Dans les états névrotiques, phobiques, hystériques, obsessionnels, anxieux et psychasthéniques, la tentative de suicide est rare, car « la hantise l’emporte sur l’envie de mourir ». Néanmoins, les états dépressifs non mélancoliques, qui surviennent chez des malades atteints de névrose ou ayant simplement une personnalité ou un caractère névrotiques, peuvent entraîner des tentatives d’autodestruction. Certains de ces troubles dépressifs frappent accidentellement des individus normaux soumis à des chocs affectifs graves, à une situation vitale objectivement pénible et prolongée, à un surmenage intense ou à un surcroît de responsabilités. Parfois, ces dépressions nerveuses, dites « réactionnelles », sont favorisées par un régime amaigrissant trop sévère, surtout s’il s’accompagne d’une prise de médicaments anorexigènes, de diurétiques ou d’extraits thyroïdiens. De même, les hypotenseurs réserpiniques chez les sujets âgés, les excitants cérébraux de type amphétamine et toutes les drogues majeures, les hormones corticoïdes ou certains antibiotiques antituberculeux provoquent des désordres de l’humeur et, secondairement, des tendances suicidaires.

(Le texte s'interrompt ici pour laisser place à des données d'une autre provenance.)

//! # Link Filters Module
//!
//! Decides which discovered links are worth following and which are worth
//! reading. Every rejection here is a deterministic heuristic, not an error.
//!
//! ## Key Components
//!
//! - `filter_links`: Domain scope, obviously-useless and navigation-label filters
//! - `should_explore_link`: Recruitment keyword versus stop-word decision
//! - `has_promising_keywords`: Anchor texts worth content analysis
//! - `is_trusted_external_platform`: Off-domain hosts allowed with evidence
//! - `is_obviously_useless`: Documents, media, social networks and navigation pages

mod domain;
pub mod keywords;
mod links;
mod useless;

pub use domain::is_trusted_external_platform;
pub use links::{
    LinkFilterOptions, filter_links, has_filter_keyword, has_promising_keywords, has_stop_word,
    should_explore_link, should_skip_link_text,
};
pub use useless::is_obviously_useless;
//! Serper (Google Search API) provider

use std::num::NonZeroU32;
use std::sync::Arc;
use std::time::Duration;

use governor::{DefaultDirectRateLimiter, Quota, RateLimiter};
use reqwest::Client;
use serde::{Deserialize, Serialize};
use tracing::{debug, debug_span, instrument, Instrument};

use super::{SearchError, SearchHit, SearchProvider};

const DEFAULT_BASE_URL: &str = "https://google.serper.dev";
const REQUEST_TIMEOUT_SECS: u64 = 20;
const REQUESTS_PER_MINUTE: u32 = 60;

/// Serper never returns more than this many organic results per call
const MAX_RESULTS_PER_CALL: usize = 100;

#[derive(Serialize)]
struct SearchRequest<'a> {
    q: &'a str,
    num: usize,
}

#[derive(Deserialize)]
struct SearchResponse {
    #[serde(default)]
    organic: Vec<OrganicResult>,
}

#[derive(Deserialize)]
struct OrganicResult {
    #[serde(default)]
    title: String,
    link: String,
    #[serde(default)]
    snippet: String,
}

/// Google results through the Serper JSON API
pub struct Serper {
    client: Client,
    api_key: String,
    base_url: String,
    limiter: Arc<DefaultDirectRateLimiter>,
}

#[cfg(test)]
impl Serper {
    /// Set the base URL (for testing only)
    pub fn set_base_url(&mut self, url: String) {
        self.base_url = url;
    }
}

impl Serper {
    pub fn new(api_key: String) -> Result<Self, SearchError> {
        let client = Client::builder()
            .timeout(Duration::from_secs(REQUEST_TIMEOUT_SECS))
            .build()?;
        let quota = Quota::per_minute(NonZeroU32::new(REQUESTS_PER_MINUTE).unwrap_or(NonZeroU32::MIN));

        Ok(Self {
            client,
            api_key,
            base_url: DEFAULT_BASE_URL.to_string(),
            limiter: Arc::new(RateLimiter::direct(quota)),
        })
    }
}

impl SearchProvider for Serper {
    fn name(&self) -> &str {
        "serper"
    }

    #[instrument(skip(self), fields(provider = "serper"))]
    async fn search(&self, query: &str, max_results: usize) -> Result<Vec<SearchHit>, SearchError> {
        self.limiter.until_ready().instrument(debug_span!("limiter")).await;

        let request = SearchRequest {
            q: query,
            num: max_results.clamp(1, MAX_RESULTS_PER_CALL),
        };
        let response = self
            .client
            .post(format!("{}/search", self.base_url))
            .header("X-API-KEY", &self.api_key)
            .json(&request)
            .send()
            .await?;

        let status = response.status();
        if !status.is_success() {
            return Err(SearchError::Status(status.as_u16()));
        }

        let body: SearchResponse = response
            .json()
            .await
            .map_err(|e| SearchError::Provider(format!("invalid Serper response: {e}")))?;

        let hits: Vec<SearchHit> = body
            .organic
            .into_iter()
            .take(max_results)
            .map(|r| SearchHit {
                url: r.link,
                title: r.title,
                snippet: r.snippet,
            })
            .collect();
        debug!(count = hits.len(), "Serper results");
        Ok(hits)
    }
}
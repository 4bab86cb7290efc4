//! Trusted external hosting platforms

use chrono::{Datelike, Local};

use crate::filters::keywords::{GITHUB_PAGES_CONFERENCES, GITHUB_PAGES_TOPICS};

/// Check whether an off-domain URL is on a trusted academic hosting platform
/// with enough corroborating evidence to follow it.
///
/// | Platform | Evidence required |
/// |---|---|
/// | `*.github.io` | conference name, workshop marker, known venue, recent year or topic |
/// | `sites.google.com` | conference name or recent year |
/// | `conf.researchr.org` | none |
/// | `forum.cspaper.org` | conference name, `cvpr` or `iccv` |
pub fn is_trusted_external_platform(url: &str, conference_name: &str) -> bool {
    trusted_in_year(url, conference_name, Local::now().year())
}

pub(crate) fn trusted_in_year(url: &str, conference_name: &str, current_year: i32) -> bool {
    let url = url.to_lowercase();
    let conf = conference_name.trim().to_lowercase();
    let has_conf = !conf.is_empty() && url.contains(&conf);
    let recent_years: Vec<String> = (current_year - 1..=current_year + 1)
        .map(|y| y.to_string())
        .collect();

    if url.contains(".github.io") {
        if has_conf || url.contains("workshop") || url.contains("ws") {
            return true;
        }
        if GITHUB_PAGES_CONFERENCES
            .iter()
            .any(|c| url.contains(&format!("-{c}")))
        {
            return true;
        }
        if recent_years
            .iter()
            .any(|y| url.contains(&format!("-{y}")) || url.contains(&format!("iclr{y}")))
        {
            return true;
        }
        return GITHUB_PAGES_TOPICS.iter().any(|t| url.contains(t));
    }

    if url.contains("sites.google.com") {
        return has_conf || recent_years.iter().any(|y| url.contains(y.as_str()));
    }

    if url.contains("conf.researchr.org") {
        return true;
    }

    if url.contains("forum.cspaper.org") {
        return has_conf || url.contains("cvpr") || url.contains("iccv");
    }

    false
}

#[cfg(test)]
mod tests {
    use super::*;

    #[test]
    fn test_github_pages() {
        assert!(trusted_in_year("https://ijcai2026.github.io/workshop", "ijcai", 2026));
        assert!(trusted_in_year("https://xai-workshop.github.io/", "conference", 2026));
        assert!(trusted_in_year("https://example-iclr2026.github.io/", "iclr", 2026));
        assert!(trusted_in_year("https://agent-learning.github.io/", "conference", 2026));
        assert!(trusted_in_year("https://random-workshop.github.io/", "conference", 2026));
        assert!(trusted_in_year("https://lab-2027.github.io/", "conference", 2026));
        assert!(!trusted_in_year("https://random-repo.github.io/page", "conference", 2026));
        assert!(!trusted_in_year("https://random-blog.github.io/", "conference", 2026));
    }

    #[test]
    fn test_google_sites() {
        assert!(trusted_in_year("https://sites.google.com/ijcai/form", "ijcai", 2026));
        assert!(trusted_in_year("https://sites.google.com/site/name2026", "conference", 2026));
        assert!(!trusted_in_year("https://sites.google.com/site/random", "conference", 2026));
    }

    #[test]
    fn test_researchr_and_cspaper() {
        assert!(trusted_in_year("https://conf.researchr.org/track/ijcai-2026", "ijcai", 2026));
        assert!(trusted_in_year("https://forum.cspaper.org/cvpr2026/topic", "cvpr", 2026));
        assert!(trusted_in_year("https://forum.cspaper.org/iccv2026/general", "iccv", 2026));
        assert!(!trusted_in_year("https://forum.cspaper.org/general", "ijcai", 2026));
    }

    #[test]
    fn test_untrusted_and_case() {
        assert!(!trusted_in_year("https://random-site.com/page", "conference", 2026));
        assert!(trusted_in_year("https://IJCAI2026.GITHUB.IO/", "IJCAI", 2026));
        // an empty conference name is not evidence
        assert!(!trusted_in_year("https://sites.google.com/site/random", "", 2026));
    }
}
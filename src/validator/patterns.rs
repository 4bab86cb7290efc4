//! Content keyword patterns

use std::sync::LazyLock;

use regex::Regex;

/// Recruitment phrases scanned for in page text, in reporting order
pub const CONTENT_KEYWORDS: &[&str] = &[
    "self-nomination",
    "call for reviewers",
    "aec application",
    "reviewer invite",
    "reviewer needed",
    "shadow reviewer",
    "review panel",
    "meta-review",
    "co-chair",
    "cochair",
    "volunteer as pc member",
    "reviewer volunteer",
    "pc volunteer",
    "volunteer as reviewer",
    "student reviewer",
    "junior reviewer",
    "shadow pc",
    "pc member",
    "spc nomination",
    "aec member",
    "nominate yourself",
    "apply as reviewer",
    "workshop reviewer",
    "pc nomination",
    "program committee",
    "area chair",
    "chair recruitment",
    "chair nomination",
    "external reviewer",
    "artifact evaluation committee",
    "reviewer application",
    "reviewer call",
];

/// Cheap substrings at least one of which every recruitment page contains
const ROOT_TERMS: &[&str] = &[
    "review",
    "nominat",
    "committee",
    "pc",
    "volunteer",
    "chair",
    "recruit",
];

/// Compiled [`CONTENT_KEYWORDS`], paired with their keyword
static KEYWORD_PATTERNS: LazyLock<Vec<(&'static str, Regex)>> = LazyLock::new(|| {
    CONTENT_KEYWORDS
        .iter()
        .filter_map(|kw| Regex::new(&keyword_to_regex(kw)).ok().map(|re| (*kw, re)))
        .collect()
});

/// Build a case-insensitive, word-bounded pattern for a keyword.
///
/// Words may be separated by any run of whitespace or hyphens. The last word
/// takes an optional plural `s` unless it already ends in `s`.
pub fn keyword_to_regex(keyword: &str) -> String {
    let words: Vec<String> = keyword
        .split(|c: char| c.is_whitespace() || c == '-')
        .filter(|w| !w.is_empty())
        .map(regex::escape)
        .collect();

    let mut pattern = words.join(r"[\s\-]+");
    if !keyword.trim_end().ends_with('s') {
        pattern.push_str("s?");
    }
    format!(r"(?i)\b{pattern}\b")
}

/// Whether the text contains any root term
pub fn has_root_term(text: &str) -> bool {
    ROOT_TERMS.iter().any(|term| text.contains(term))
}

/// Every content keyword found in `text`, in keyword order, with the byte
/// offset of its first occurrence
pub fn match_keywords(text: &str) -> Vec<(&'static str, usize)> {
    KEYWORD_PATTERNS
        .iter()
        .filter_map(|(kw, re)| re.find(text).map(|m| (*kw, m.start())))
        .collect()
}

Chez les hystériques, l’acte suicidaire prend un tour spécial, tenant à la fois du chantage et de la démonstration théâtrale : il traduit le désir morbide d’attirer l’attention sur soi et d’obtenir de l’entourage davantage d’affection, de sollicitude et de dévouement. L’erreur serait d’interpréter le geste de l’hystérique comme pure simulation. Il comporte toujours une part de sincérité et d’inconscience. Le sujet, comme l’acteur sur la scène, se prend à son propre jeu et peut parfois réussir son suicide, malgré l’apparente « comédie » qui en annonce l’exécution.

Le déséquilibre caractériel est sans doute responsable d’un grand nombre de conduites suicidaires à la fois impulsives et récidivantes : celles-ci surgissent à l’occasion des multiples scandales ou ratages que ne manquent pas d’engendrer les appétits sans frein des déséquilibrés ou des personnalités psychopathiques. L’instabilité de la vie professionnelle, familiale ou conjugale, celle des relations amicales ou amoureuses, l’agressivité ou la nonchalance de ces sujets, voire leur perversité entraînent une inadaptation sociale, aggravée par des actes délictueux. À des situations parfois inextricables ou explosives, les déséquilibrés espèrent échapper par le suicide : tantôt la mort est sincèrement ressentie comme la seule issue possible, tantôt la menace de se donner la mort avec un semblant d’exécution devient un moyen d’attendrir ou de manipuler les proches. Là encore, la part du chantage conscient est fort difficile à faire : il est certain que des accès de sombre abattement, précipités par des excès alcooliques et l’abus de drogues hautement toxiques, facilitent de dangereux passages à l’acte.